Having dispensed with the rubrics of research, writers must proceed to the nub and core of their job: writing. Consumed by the fire of inspiration, they pour thoughts into the written word, weaving a living story that moves readers along, if what they write is fiction. The characters emerge into life, the readers’ lives, and they laugh or cry with them. They become brothers, and mothers, and neighbors, and as the plot thickens, it becomes their very own: who did what to whom? What crumbs of wisdom can readers glean from the theme?

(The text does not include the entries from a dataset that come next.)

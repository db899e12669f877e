//! Error taxonomy for review runs.
//!
//! Resolver and registration errors are fatal and reach the caller as-is.
//! Analyzer errors never escape the engine: they are rendered into
//! low-severity findings so a single misbehaving analyzer cannot block a
//! review.

use std::time::Duration;

use thiserror::Error;

use crate::data::Scope;

/// Result alias used by the core's fallible operations.
pub type Result<T> = std::result::Result<T, ReviewError>;

/// Errors produced while resolving, registering or running analyzers.
#[derive(Error, Debug)]
pub enum ReviewError {
    /// The scope/target combination is malformed.
    #[error("Invalid target {target:?} for {scope} scope: {reason}")]
    InvalidTarget {
        /// Scope the target was given for.
        scope: Scope,
        /// The offending target string.
        target: String,
        /// Why the target was rejected.
        reason: String,
    },

    /// A path filter is not a valid glob.
    #[error("Invalid path filter {pattern:?}")]
    InvalidFilter {
        /// The offending pattern.
        pattern: String,
        /// Underlying glob parse error.
        #[source]
        source: globset::Error,
    },

    /// The repository backend could not answer a query.
    #[error("Repository unavailable: {0}")]
    RepositoryUnavailable(String),

    /// An analyzer with the same id is already registered.
    #[error("Analyzer {0:?} is already registered")]
    DuplicateAnalyzer(String),

    /// An analyzer declared an applicable glob that does not parse.
    #[error("Analyzer {analyzer:?} declares invalid glob {pattern:?}")]
    InvalidAnalyzerGlob {
        /// Analyzer id.
        analyzer: String,
        /// The offending pattern.
        pattern: String,
        /// Underlying glob parse error.
        #[source]
        source: globset::Error,
    },

    /// An analyzer returned an error or panicked.
    #[error("Analyzer {analyzer:?} failed: {message}")]
    AnalyzerFailure {
        /// Analyzer id.
        analyzer: String,
        /// Error text, including its context chain.
        message: String,
    },

    /// An analyzer exceeded its timeout budget.
    #[error("Analyzer {analyzer:?} exceeded its timeout budget of {}ms", budget.as_millis())]
    AnalyzerTimeout {
        /// Analyzer id.
        analyzer: String,
        /// The budget that was exceeded.
        budget: Duration,
    },

    /// The async runtime for a blocking run could not be started.
    #[error("Failed to start async runtime")]
    Runtime(#[source] std::io::Error),
}

impl ReviewError {
    /// Builds an [`InvalidTarget`](Self::InvalidTarget) error.
    pub(crate) fn invalid_target(
        scope: Scope,
        target: impl Into<String>,
        reason: impl Into<String>,
    ) -> Self {
        Self::InvalidTarget {
            scope,
            target: target.into(),
            reason: reason.into(),
        }
    }

    /// Wraps an adapter error, keeping its full context chain.
    pub(crate) fn repository(err: &anyhow::Error) -> Self {
        Self::RepositoryUnavailable(format!("{err:#}"))
    }
}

The story done, writers must not stop there. All writers’ jobs demand that they write and re-write the story to the point that a fine-toothcomb examination reveals no errors. It is only then writers are prepared to move to the next level. This part of the writer’s job involves checking copy edits, proofs, and final copies of hardcover, paperback, or any other edition.
The writer’s next task involves negotiating deals, especially with publishers. Some writers outsource this job to agents, but a significant number of them go through the paces of negotiating personally.
After that, it becomes the writer’s job to check contracts; for example, those made with publishers. Again, it is the writer’s job to check royalties. Books are published to be sold, and one cannot take away from writers the task of publicizing their works. Perhaps this task can also be outsourced to an agent, but approval must be given, and involvement, even if only indirect, is necessary.
What happens when writers’ work strikes it big? Apart from royalties, they also receive a lot of mail from fans, news writers, and other interested parties. It must seem quite clear that the writer’s job does not end with getting a book on the bestseller list. Now one must respond to the mail, sign an autobiography here and there, and perhaps give interviews to journalists.